# EXERCISE DIRECTIONS
Retype the material exactly, ending with the line containing "A regular file.".

****************

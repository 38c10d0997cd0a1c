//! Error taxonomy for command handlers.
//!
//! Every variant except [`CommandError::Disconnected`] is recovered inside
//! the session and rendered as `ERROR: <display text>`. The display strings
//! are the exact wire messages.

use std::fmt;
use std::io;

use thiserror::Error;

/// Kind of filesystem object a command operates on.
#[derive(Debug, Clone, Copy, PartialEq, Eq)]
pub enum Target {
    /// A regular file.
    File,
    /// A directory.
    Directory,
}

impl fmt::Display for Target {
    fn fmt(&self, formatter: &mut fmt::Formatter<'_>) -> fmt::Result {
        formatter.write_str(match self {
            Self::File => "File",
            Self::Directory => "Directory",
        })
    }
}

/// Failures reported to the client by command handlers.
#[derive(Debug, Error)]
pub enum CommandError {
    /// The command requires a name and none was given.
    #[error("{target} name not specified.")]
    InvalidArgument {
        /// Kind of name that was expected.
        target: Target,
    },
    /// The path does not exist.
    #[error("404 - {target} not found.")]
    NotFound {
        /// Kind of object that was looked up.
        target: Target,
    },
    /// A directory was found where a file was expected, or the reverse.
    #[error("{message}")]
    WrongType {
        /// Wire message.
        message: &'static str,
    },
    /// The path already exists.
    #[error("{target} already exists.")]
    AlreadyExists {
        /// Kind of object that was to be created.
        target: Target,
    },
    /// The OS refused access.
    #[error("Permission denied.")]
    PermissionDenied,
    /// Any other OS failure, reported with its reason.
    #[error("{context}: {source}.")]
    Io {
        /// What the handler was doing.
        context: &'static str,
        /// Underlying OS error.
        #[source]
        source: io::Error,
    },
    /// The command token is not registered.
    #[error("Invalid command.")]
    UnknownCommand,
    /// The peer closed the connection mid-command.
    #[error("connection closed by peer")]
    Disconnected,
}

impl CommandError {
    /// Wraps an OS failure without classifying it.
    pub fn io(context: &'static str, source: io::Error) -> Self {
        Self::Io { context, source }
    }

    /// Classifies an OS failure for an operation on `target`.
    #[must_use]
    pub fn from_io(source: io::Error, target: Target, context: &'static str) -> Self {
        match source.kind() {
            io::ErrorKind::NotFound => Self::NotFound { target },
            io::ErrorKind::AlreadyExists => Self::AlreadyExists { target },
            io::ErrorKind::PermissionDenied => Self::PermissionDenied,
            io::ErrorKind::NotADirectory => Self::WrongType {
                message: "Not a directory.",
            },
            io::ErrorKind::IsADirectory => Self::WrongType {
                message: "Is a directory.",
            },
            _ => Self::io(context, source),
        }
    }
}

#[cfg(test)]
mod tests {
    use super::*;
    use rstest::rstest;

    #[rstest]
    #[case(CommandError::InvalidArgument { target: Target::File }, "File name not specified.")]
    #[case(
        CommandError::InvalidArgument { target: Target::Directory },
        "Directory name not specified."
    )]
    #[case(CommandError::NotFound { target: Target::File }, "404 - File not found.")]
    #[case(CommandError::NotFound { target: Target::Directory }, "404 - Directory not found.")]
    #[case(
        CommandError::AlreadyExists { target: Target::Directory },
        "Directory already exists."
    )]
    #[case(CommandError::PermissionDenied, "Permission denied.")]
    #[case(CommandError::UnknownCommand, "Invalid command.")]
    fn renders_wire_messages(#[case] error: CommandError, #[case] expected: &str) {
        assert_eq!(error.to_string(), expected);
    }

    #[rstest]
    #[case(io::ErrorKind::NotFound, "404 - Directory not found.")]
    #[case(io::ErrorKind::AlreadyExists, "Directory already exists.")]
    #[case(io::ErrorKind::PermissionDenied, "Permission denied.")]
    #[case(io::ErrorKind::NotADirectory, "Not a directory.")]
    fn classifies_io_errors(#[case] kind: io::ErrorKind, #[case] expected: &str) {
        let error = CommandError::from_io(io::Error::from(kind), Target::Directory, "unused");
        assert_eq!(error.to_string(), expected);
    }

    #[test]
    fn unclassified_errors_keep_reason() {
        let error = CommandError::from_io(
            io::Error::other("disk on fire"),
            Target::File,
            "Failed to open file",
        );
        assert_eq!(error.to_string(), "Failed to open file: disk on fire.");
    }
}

****************

# SOLUTION
repository 38c10d0997cd0a1c
//! Error taxonomy for command handlers.
//!
//! Every variant except [`CommandError::Disconnected`] is recovered inside
//! the session and rendered as `ERROR: <display text>`. The display strings
//! are the exact wire messages.

use std::fmt;
use std::io;

use thiserror::Error;

/// Kind of filesystem object a command operates on.
#[derive(Debug, Clone, Copy, PartialEq, Eq)]
pub enum Target {
    /// A regular file.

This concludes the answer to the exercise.